Era veterinario. De los mejores. Nunca rechazó un caso por más difícil o por más aparentemente insalvable que estuviera cuando llegaba a su consultorio. Hacía visitas a domicilio cuando ya los médicos se reservaban sus consultas al horario de oficina. También ayudaba con medicamentos, cirugías y consultas gratuitas a las personas que salvaban o recogían animales de la calle.
Seguidor irredento de los Diablos Rojos de México, su gran placer consistía en seguir al equipo en sus viajes por la República. Siempre entusiasta, optimista y devoto de su familia y de su iglesia, mi hermano Manuel falleció de manera trágica el 6 de septiembre de 2023. Nadie se imaginó que su decisión de dejar el auto y tomar el metro para ir al IPN se quedaría como la culpable del infarto masivo que lo asaltó en el transbordo de Tacubaya a Barranca del Muerto. Supe de su fallecimiento a través de una llamada de su hija mayor, Montserrat Meyer, médica veterinaria como su padre. A partir de ese momento, el torbellino de trámites nos engulló, nos arrastró por las aguas profundas de la peor de las burocracias: la que atiende las muertes ocurridas en el espacio público. Porque morir al interior del metro, en cualquiera de sus áreas, equivale a morir en la calle. Hay que lidiar con MPs, SEMEFO, elementos de protección civil y policías de todos tamaños. Según mi experiencia, la peor de las burocracias es la vinculada con la muerte. Desde el certificado médico hasta la entrega del cuerpo en el velatorio, todo el proceso se atora si el difunto no sale de un hospital, sino de su casa o de la calle. Para dispensar la autopsia, por ejemplo, hubo que hacer un trato económico con el MP para que no se llevaran a mi hermano a la morgue. Se le pudo cremar con todas sus antiguas dolencias y su corazón roto, su sorpresa de ya no estar en el mundo, con su memoria de elefante, con sus saludos de todas las mañanas. El fuego se llevó sus palabras tiernas en el celular de donde enviaba una cascada de postales de buenos días y en el cual metía sus consultas, sus pendientes, como la próxima visita al salón donde se festejarían los 15 años de su hija más pequeña.
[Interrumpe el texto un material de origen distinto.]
//! # Error Types
//!
//! Domain-specific error types for comptoir-core.
//!
//! ## Error Hierarchy
//! ```text
//! ┌─────────────────────────────────────────────────────────────────────────┐
//! │                         Error Types                                     │
//! │                                                                         │
//! │  comptoir-core errors (this file)                                      │
//! │  ├── LedgerError           - What ledger operations return             │
//! │  ├── ValidationError       - Malformed input, rejected pre-mutation    │
//! │  └── BusinessRuleViolation - Rule failures that abort the operation    │
//! │                                                                         │
//! │  comptoir-db errors (separate crate)                                   │
//! │  └── DbError               - Database operation failures               │
//! │                                                                         │
//! │  Flow: ValidationError / BusinessRuleViolation → LedgerError → caller  │
//! └─────────────────────────────────────────────────────────────────────────┘
//! ```
//!
//! ## Design Principles
//! 1. Use `thiserror` for derive macros (not manual impl)
//! 2. Include context in error messages (customer id, balances, etc.)
//! 3. Errors are enum variants, never String
//! 4. A failed operation leaves zero ledger rows behind — errors are
//!    raised before mutation or roll the whole transaction back

use thiserror::Error;

// =============================================================================
// Ledger Error
// =============================================================================

/// Top-level error returned by ledger operations and the sale pipeline.
///
/// The four public categories map to distinct caller behavior:
/// validation and business-rule failures are terminal for the request,
/// not-found is a 404-equivalent, and concurrency conflicts are retryable
/// from the top of the operation (never resumable mid-pipeline).
#[derive(Debug, Error)]
pub enum LedgerError {
    /// Malformed input. Always surfaced before any mutation.
    #[error("validation error: {0}")]
    Validation(#[from] ValidationError),

    /// Referenced product/customer/sale does not exist.
    #[error("{entity} not found: {id}")]
    NotFound { entity: String, id: String },

    /// A business rule rejected the operation; the enclosing transaction
    /// rolls back entirely.
    #[error("business rule violation: {0}")]
    BusinessRule(#[from] BusinessRuleViolation),

    /// Lock or serialization conflict. Recoverable by retrying the whole
    /// operation.
    #[error("concurrency conflict: {0}")]
    Concurrency(String),

    /// Storage or infrastructure failure.
    #[error("internal error: {0}")]
    Internal(String),
}

impl LedgerError {
    /// Creates a NotFound error for a given entity type and id.
    pub fn not_found(entity: impl Into<String>, id: impl Into<String>) -> Self {
        LedgerError::NotFound {
            entity: entity.into(),
            id: id.into(),
        }
    }
}

// =============================================================================
// Business Rule Violations
// =============================================================================

/// Rule failures that abort a sale or ledger operation.
///
/// These are 4xx-equivalents with a human-readable reason. The orchestrator
/// never swallows them and continues; the single tolerated degradation is
/// the loyalty *earning* step, which silently skips non-members (an
/// expected path, not an error).
#[derive(Debug, Error)]
pub enum BusinessRuleViolation {
    /// Credit sales require an active customer account.
    #[error("customer {customer_id} is inactive")]
    InactiveCustomer { customer_id: String },

    /// A credit sale needs a customer attached to the sale.
    #[error("credit sales require a customer")]
    CreditSaleWithoutCustomer,

    /// Redemption attempted for a customer outside the loyalty program.
    #[error("customer {customer_id} is not a loyalty member")]
    NotLoyaltyMember { customer_id: String },

    /// The tenant's loyalty program is switched off.
    #[error("loyalty program is inactive")]
    ProgramInactive,

    /// Redemption exceeds the customer's current point balance.
    #[error("insufficient points: requested {requested}, available {available}")]
    InsufficientPoints {
        requested: String,
        available: String,
    },

    /// Credit limit enforcement, when configured as a hard constraint.
    #[error("credit limit exceeded: balance {balance} over limit {limit}")]
    CreditLimitExceeded { balance: String, limit: String },
}

// =============================================================================
// Validation Error
// =============================================================================

/// Input validation errors.
///
/// These occur when caller input does not meet requirements and are used
/// for early validation before any ledger logic runs.
#[derive(Debug, Error)]
pub enum ValidationError {
    /// A required field is missing or empty.
    #[error("{field} is required")]
    Required { field: String },

    /// Value must be strictly positive.
    #[error("{field} must be positive")]
    MustBePositive { field: String },

    /// Numeric value is out of range.
    #[error("{field} must be between {min} and {max}")]
    OutOfRange { field: String, min: i64, max: i64 },

    /// Invalid format (e.g., invalid UUID).
    #[error("{field} has invalid format: {reason}")]
    InvalidFormat { field: String, reason: String },

    /// Field value is too long.
    #[error("{field} must be at most {max} characters")]
    TooLong { field: String, max: usize },

    /// Exactly one of two mutually exclusive inputs must be provided
    /// (e.g., the point calculator takes an amount or a point count).
    #[error("exactly one of {first} or {second} must be provided")]
    ExactlyOneOf { first: String, second: String },
}

/// Convenience type alias for Results with LedgerError.
pub type LedgerResult<T> = Result<T, LedgerError>;

// =============================================================================
// Unit Tests
// =============================================================================
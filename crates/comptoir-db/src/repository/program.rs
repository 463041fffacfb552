//! # Loyalty Program Repository
//!
//! Database operations for per-tenant loyalty programs.
//!
//! A tenant has at most one program row (enforced by a UNIQUE constraint
//! on `tenant_id`). The row is created lazily the first time the loyalty
//! ledger needs it, with defaults scaled to the tenant's currency.

use chrono::Utc;
use sqlx::{SqliteConnection, SqlitePool};
use tracing::info;
use uuid::Uuid;

use crate::error::{DbError, DbResult};
use comptoir_core::{CurrencyProfile, LoyaltyProgram};

/// Repository for loyalty program operations.
#[derive(Debug, Clone)]
pub struct LoyaltyProgramRepository {
    pool: SqlitePool,
    tenant_id: String,
}

impl LoyaltyProgramRepository {
    /// Creates a new LoyaltyProgramRepository scoped to a tenant.
    pub fn new(pool: SqlitePool, tenant_id: String) -> Self {
        LoyaltyProgramRepository { pool, tenant_id }
    }

    /// Gets the tenant's program, if one has been created.
    pub async fn get(&self) -> DbResult<Option<LoyaltyProgram>> {
        let program = sqlx::query_as::<_, LoyaltyProgram>(
            "SELECT * FROM loyalty_programs WHERE tenant_id = ?1",
        )
        .bind(&self.tenant_id)
        .fetch_optional(&self.pool)
        .await?;

        Ok(program)
    }

    /// Updates the tenant's conversion rates and active flag.
    pub async fn update(&self, program: &LoyaltyProgram) -> DbResult<()> {
        let now = Utc::now();
        let result = sqlx::query(
            r#"
            UPDATE loyalty_programs
            SET points_per_amount_centi = ?1,
                amount_for_points_minor = ?2,
                amount_per_point_minor = ?3,
                is_active = ?4,
                updated_at = ?5
            WHERE tenant_id = ?6
            "#,
        )
        .bind(program.points_per_amount_centi)
        .bind(program.amount_for_points_minor)
        .bind(program.amount_per_point_minor)
        .bind(program.is_active)
        .bind(now)
        .bind(&self.tenant_id)
        .execute(&self.pool)
        .await?;

        if result.rows_affected() == 0 {
            return Err(DbError::not_found("loyalty_program", &self.tenant_id));
        }
        Ok(())
    }

    /// Fetches the tenant's program inside a caller-owned transaction,
    /// creating it with currency-scaled defaults if missing.
    pub async fn get_or_create(
        conn: &mut SqliteConnection,
        tenant_id: &str,
        currency: &CurrencyProfile,
    ) -> DbResult<LoyaltyProgram> {
        let existing = sqlx::query_as::<_, LoyaltyProgram>(
            "SELECT * FROM loyalty_programs WHERE tenant_id = ?1",
        )
        .bind(tenant_id)
        .fetch_optional(&mut *conn)
        .await?;

        if let Some(program) = existing {
            return Ok(program);
        }

        let program = LoyaltyProgram::with_defaults(
            tenant_id,
            currency,
            Uuid::new_v4().to_string(),
            Utc::now(),
        );

        sqlx::query(
            r#"
            INSERT INTO loyalty_programs (
                id, tenant_id, points_per_amount_centi, amount_for_points_minor,
                amount_per_point_minor, is_active, created_at, updated_at
            )
            VALUES (?1, ?2, ?3, ?4, ?5, ?6, ?7, ?8)
            "#,
        )
        .bind(&program.id)
        .bind(&program.tenant_id)
        .bind(program.points_per_amount_centi)
        .bind(program.amount_for_points_minor)
        .bind(program.amount_per_point_minor)
        .bind(program.is_active)
        .bind(program.created_at)
        .bind(program.updated_at)
        .execute(&mut *conn)
        .await?;

        info!(tenant_id = %tenant_id, "Loyalty program created with defaults");
        Ok(program)
    }
}
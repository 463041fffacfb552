//! # Credit Ledger
//!
//! Store-credit accounting per customer: signed running balance plus an
//! append-only entry trail.
//!
//! ## Running Balance Invariant
//! ```text
//! ┌─────────────────────────────────────────────────────────────────────────┐
//! │  entries ordered by commit time:                                        │
//! │                                                                         │
//! │    balance_after[0] == amount[0]                                        │
//! │    balance_after[n] == balance_after[n-1] + amount[n]                   │
//! │                                                                         │
//! │  Positive balance = customer owes the store.                            │
//! │  sale_credit amounts are positive, payments negative, adjustments       │
//! │  either sign.                                                           │
//! └─────────────────────────────────────────────────────────────────────────┘
//! ```
//!
//! The balance update is one atomic `UPDATE ... RETURNING`, and the entry
//! snapshot is taken from its return value inside the same transaction,
//! so interleaved writers cannot produce a broken chain.
//!
//! ## Credit Limit
//! The limit is advisory: a sale that pushes the balance over it is
//! recorded and logged at WARN, not rejected. Hard enforcement is a
//! policy decision left to the surface in front of this crate.

use chrono::Utc;
use sqlx::{SqliteConnection, SqlitePool};
use tracing::{info, warn};
use uuid::Uuid;

use crate::error::DbError;
use crate::repository::customer::CustomerRepository;
use comptoir_core::validation::{validate_notes, validate_positive_amount};
use comptoir_core::{
    BusinessRuleViolation, CreditEntryType, CreditTransaction, CurrencyProfile, LedgerResult,
    Money,
};

/// Service owning all store-credit movements for a tenant.
#[derive(Debug, Clone)]
pub struct CreditLedger {
    pool: SqlitePool,
    tenant_id: String,
    currency: CurrencyProfile,
}

impl CreditLedger {
    pub fn new(pool: SqlitePool, tenant_id: String, currency: CurrencyProfile) -> Self {
        CreditLedger {
            pool,
            tenant_id,
            currency,
        }
    }

    /// Records a repayment by the customer (negative ledger amount).
    ///
    /// Overpayment is allowed and leaves the balance negative: the store
    /// then owes the customer.
    pub async fn record_payment(
        &self,
        customer_id: &str,
        amount: Money,
        notes: Option<String>,
        user_id: &str,
    ) -> LedgerResult<CreditTransaction> {
        validate_positive_amount(amount, "amount")?;
        validate_notes(notes.as_deref())?;

        let mut tx = self.pool.begin().await.map_err(DbError::from)?;
        let entry = Self::append(
            &mut tx,
            &self.tenant_id,
            &self.currency,
            customer_id,
            None,
            CreditEntryType::Payment,
            -amount,
            notes,
            user_id,
        )
        .await?;
        tx.commit().await.map_err(DbError::from)?;

        info!(
            customer_id = %customer_id,
            amount = %amount,
            balance_after = %entry.balance_after_minor,
            "Credit payment recorded"
        );
        Ok(entry)
    }

    /// Records a manual correction, either sign.
    pub async fn record_adjustment(
        &self,
        customer_id: &str,
        amount: Money,
        notes: Option<String>,
        user_id: &str,
    ) -> LedgerResult<CreditTransaction> {
        if amount.is_zero() {
            return Err(comptoir_core::ValidationError::MustBePositive {
                field: "amount".to_string(),
            }
            .into());
        }
        validate_notes(notes.as_deref())?;

        let mut tx = self.pool.begin().await.map_err(DbError::from)?;
        let entry = Self::append(
            &mut tx,
            &self.tenant_id,
            &self.currency,
            customer_id,
            None,
            CreditEntryType::Adjustment,
            amount,
            notes,
            user_id,
        )
        .await?;
        tx.commit().await.map_err(DbError::from)?;

        Ok(entry)
    }

    /// Full credit history of a customer, oldest first.
    pub async fn history(&self, customer_id: &str) -> LedgerResult<Vec<CreditTransaction>> {
        let entries = sqlx::query_as::<_, CreditTransaction>(
            r#"
            SELECT * FROM credit_transactions
            WHERE customer_id = ?1 AND tenant_id = ?2
            ORDER BY created_at, id
            "#,
        )
        .bind(customer_id)
        .bind(&self.tenant_id)
        .fetch_all(&self.pool)
        .await
        .map_err(DbError::from)?;

        Ok(entries)
    }

    /// Current balance of a customer.
    pub async fn balance(&self, customer_id: &str) -> LedgerResult<Money> {
        let customer = CustomerRepository::new(self.pool.clone(), self.tenant_id.clone())
            .get(customer_id)
            .await?;
        Ok(customer.credit_balance())
    }

    /// Charges a sale to a customer's account, inside the sale pipeline's
    /// shared transaction.
    ///
    /// The customer must exist and be active; the resulting balance may
    /// exceed the configured limit (advisory, logged at WARN).
    pub(crate) async fn apply_sale_credit(
        conn: &mut SqliteConnection,
        tenant_id: &str,
        currency: &CurrencyProfile,
        customer_id: &str,
        sale_id: &str,
        amount: Money,
        user_id: &str,
    ) -> LedgerResult<CreditTransaction> {
        validate_positive_amount(amount, "amount")?;

        let entry = Self::append(
            conn,
            tenant_id,
            currency,
            customer_id,
            Some(sale_id),
            CreditEntryType::SaleCredit,
            amount,
            None,
            user_id,
        )
        .await?;

        Ok(entry)
    }

    /// The single append path: checks the customer, applies the atomic
    /// balance delta, writes the entry with the returned snapshot.
    #[allow(clippy::too_many_arguments)]
    async fn append(
        conn: &mut SqliteConnection,
        tenant_id: &str,
        currency: &CurrencyProfile,
        customer_id: &str,
        sale_id: Option<&str>,
        entry_type: CreditEntryType,
        amount: Money,
        notes: Option<String>,
        user_id: &str,
    ) -> LedgerResult<CreditTransaction> {
        let customer = CustomerRepository::fetch(conn, tenant_id, customer_id).await?;
        if !customer.is_active {
            return Err(BusinessRuleViolation::InactiveCustomer {
                customer_id: customer_id.to_string(),
            }
            .into());
        }

        let now = Utc::now();
        let balance_after =
            CustomerRepository::apply_credit_delta(conn, tenant_id, customer_id, amount.minor(), now)
                .await?;

        if customer.credit_limit_minor > 0 && balance_after > customer.credit_limit_minor {
            warn!(
                customer_id = %customer_id,
                balance = %currency.format(Money::from_minor(balance_after)),
                limit = %currency.format(customer.credit_limit()),
                "Customer credit balance exceeds configured limit"
            );
        }

        let entry = CreditTransaction {
            id: Uuid::new_v4().to_string(),
            tenant_id: tenant_id.to_string(),
            customer_id: customer_id.to_string(),
            sale_id: sale_id.map(str::to_string),
            entry_type,
            amount_minor: amount.minor(),
            balance_after_minor: balance_after,
            notes,
            user_id: user_id.to_string(),
            created_at: now,
        };

        sqlx::query(
            r#"
            INSERT INTO credit_transactions (
                id, tenant_id, customer_id, sale_id, entry_type,
                amount_minor, balance_after_minor, notes, user_id, created_at
            )
            VALUES (?1, ?2, ?3, ?4, ?5, ?6, ?7, ?8, ?9, ?10)
            "#,
        )
        .bind(&entry.id)
        .bind(&entry.tenant_id)
        .bind(&entry.customer_id)
        .bind(&entry.sale_id)
        .bind(entry.entry_type)
        .bind(entry.amount_minor)
        .bind(entry.balance_after_minor)
        .bind(&entry.notes)
        .bind(&entry.user_id)
        .bind(entry.created_at)
        .execute(&mut *conn)
        .await
        .map_err(DbError::from)?;

        Ok(entry)
    }
}

// =============================================================================
// Unit Tests
// =============================================================================

#[cfg(test)]
mod tests {
    use super::*;
    use crate::testutil::{deactivate_customer, seed_customer, test_db, TEST_USER};
    use comptoir_core::LedgerError;

    #[tokio::test]
    async fn test_running_balance_chain() {
        let db = test_db().await;
        let customer = seed_customer(&db, "Awa", false).await;
        let ledger = db.credit_ledger();

        ledger
            .record_adjustment(&customer.id, Money::from_minor(4000), None, TEST_USER)
            .await
            .unwrap();
        ledger
            .record_payment(&customer.id, Money::from_minor(1500), None, TEST_USER)
            .await
            .unwrap();
        ledger
            .record_adjustment(
                &customer.id,
                Money::from_minor(2000),
                Some("erreur de caisse".to_string()),
                TEST_USER,
            )
            .await
            .unwrap();

        let history = ledger.history(&customer.id).await.unwrap();
        assert_eq!(history.len(), 3);

        // balance_after[0] == amount[0]; each later snapshot chains
        assert_eq!(history[0].balance_after_minor, history[0].amount_minor);
        for pair in history.windows(2) {
            assert_eq!(
                pair[1].balance_after_minor,
                pair[0].balance_after_minor + pair[1].amount_minor
            );
        }

        // The aggregate agrees with the last snapshot
        let balance = ledger.balance(&customer.id).await.unwrap();
        assert_eq!(balance.minor(), history.last().unwrap().balance_after_minor);
        assert_eq!(balance, Money::from_minor(4500));
    }

    #[tokio::test]
    async fn test_payment_amount_is_negative_in_ledger() {
        let db = test_db().await;
        let customer = seed_customer(&db, "Moussa", false).await;
        let ledger = db.credit_ledger();

        ledger
            .record_adjustment(&customer.id, Money::from_minor(1000), None, TEST_USER)
            .await
            .unwrap();
        let payment = ledger
            .record_payment(&customer.id, Money::from_minor(600), None, TEST_USER)
            .await
            .unwrap();

        assert_eq!(payment.entry_type, CreditEntryType::Payment);
        assert_eq!(payment.amount_minor, -600);
        assert_eq!(payment.balance_after_minor, 400);
    }

    #[tokio::test]
    async fn test_overpayment_leaves_negative_balance() {
        let db = test_db().await;
        let customer = seed_customer(&db, "Fatou", false).await;
        let ledger = db.credit_ledger();

        ledger
            .record_payment(&customer.id, Money::from_minor(300), None, TEST_USER)
            .await
            .unwrap();

        let balance = ledger.balance(&customer.id).await.unwrap();
        assert_eq!(balance, Money::from_minor(-300));
    }

    #[tokio::test]
    async fn test_inactive_customer_rejected() {
        let db = test_db().await;
        let customer = seed_customer(&db, "Inactif", false).await;
        deactivate_customer(&db, &customer.id).await;

        let err = db
            .credit_ledger()
            .record_payment(&customer.id, Money::from_minor(100), None, TEST_USER)
            .await
            .unwrap_err();
        assert!(matches!(
            err,
            LedgerError::BusinessRule(BusinessRuleViolation::InactiveCustomer { .. })
        ));

        // Nothing recorded
        assert!(db
            .credit_ledger()
            .history(&customer.id)
            .await
            .unwrap()
            .is_empty());
    }

    #[tokio::test]
    async fn test_zero_and_negative_payments_rejected() {
        let db = test_db().await;
        let customer = seed_customer(&db, "Zero", false).await;
        let ledger = db.credit_ledger();

        assert!(ledger
            .record_payment(&customer.id, Money::zero(), None, TEST_USER)
            .await
            .is_err());
        assert!(ledger
            .record_payment(&customer.id, Money::from_minor(-10), None, TEST_USER)
            .await
            .is_err());
        assert!(ledger
            .record_adjustment(&customer.id, Money::zero(), None, TEST_USER)
            .await
            .is_err());
    }
}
Como siempre, los que se van dejan sus deudas, sus cuitas, sus enredos, sus miles de chamarras deportivas, el GPS del coche con sus direcciones visitadas recientemente. También, el recuerdo de lo compartido, de los abrazos, de los buenos deseos de cada año. Sus risas, sus anécdotas, sus enojos, sus hijos. Muchas fotografías de cuando éramos pequeños, de adolescentes, de cuando se casó antes de terminar la carrera. Pero nada de eso sirve de consuelo. De seis hermanos solo quedamos tres. Mi hermana (médica) falleció en 2005 por complicaciones cardiacas de la esclerosis múltiple. La pandemia se llevó a mi hermano José Antonio, quien tuvo un infarto derivado del procedimiento para intubarlo. Y Manuel, de un infarto masivo. Su repentina muerte nos dejó a mis otros dos hermanos y a mí con tremenda desazón. Del lado de mi padre, casi todos mis familiares (incluido él) han muerto del corazón. Rápido, sin tiempo para arreglar asuntos, pedir perdones, dejar recomendaciones, testamentos. Lo sabemos. Manuel lo sabía. No hizo nada, excepto una cita con su cardiólogo, quien lo atendería la semana siguiente. Suponemos que ya se sentía mal y no dijo nada para no preocuparnos. Y tuvo que pasar lo peor.
Redacto esta nota a manera de disculpa por el alejamiento, por los meses sin aparecer en las redes, por no terminar el libro prometido. Me dicen que existe una clase de depresión funcional, por así decirlo. Que mi tristeza, el duelo y la parálisis no me atacaron como llegan a atacar a otras personas, de otra forma me pasaría todo el tiempo durmiendo. No sé. Solo intento recomponer mis días, apaciguar mis noches de insomnio, obligarme a escribir y abrir mis talleres. Veremos si el futuro trae entre sus dones algo de consuelo. Lo único seguro que tenemos quienes todavía quedamos de la familia paterna que migró de Europa a este México generoso, donde amaron, se casaron, tuvieron descendencia y sufrieron la nostalgia del trasterrado, es un frágil corazón que nos habrá de reunir, alguna vez, con aquellos que nos aguardan ya en el recuerdo.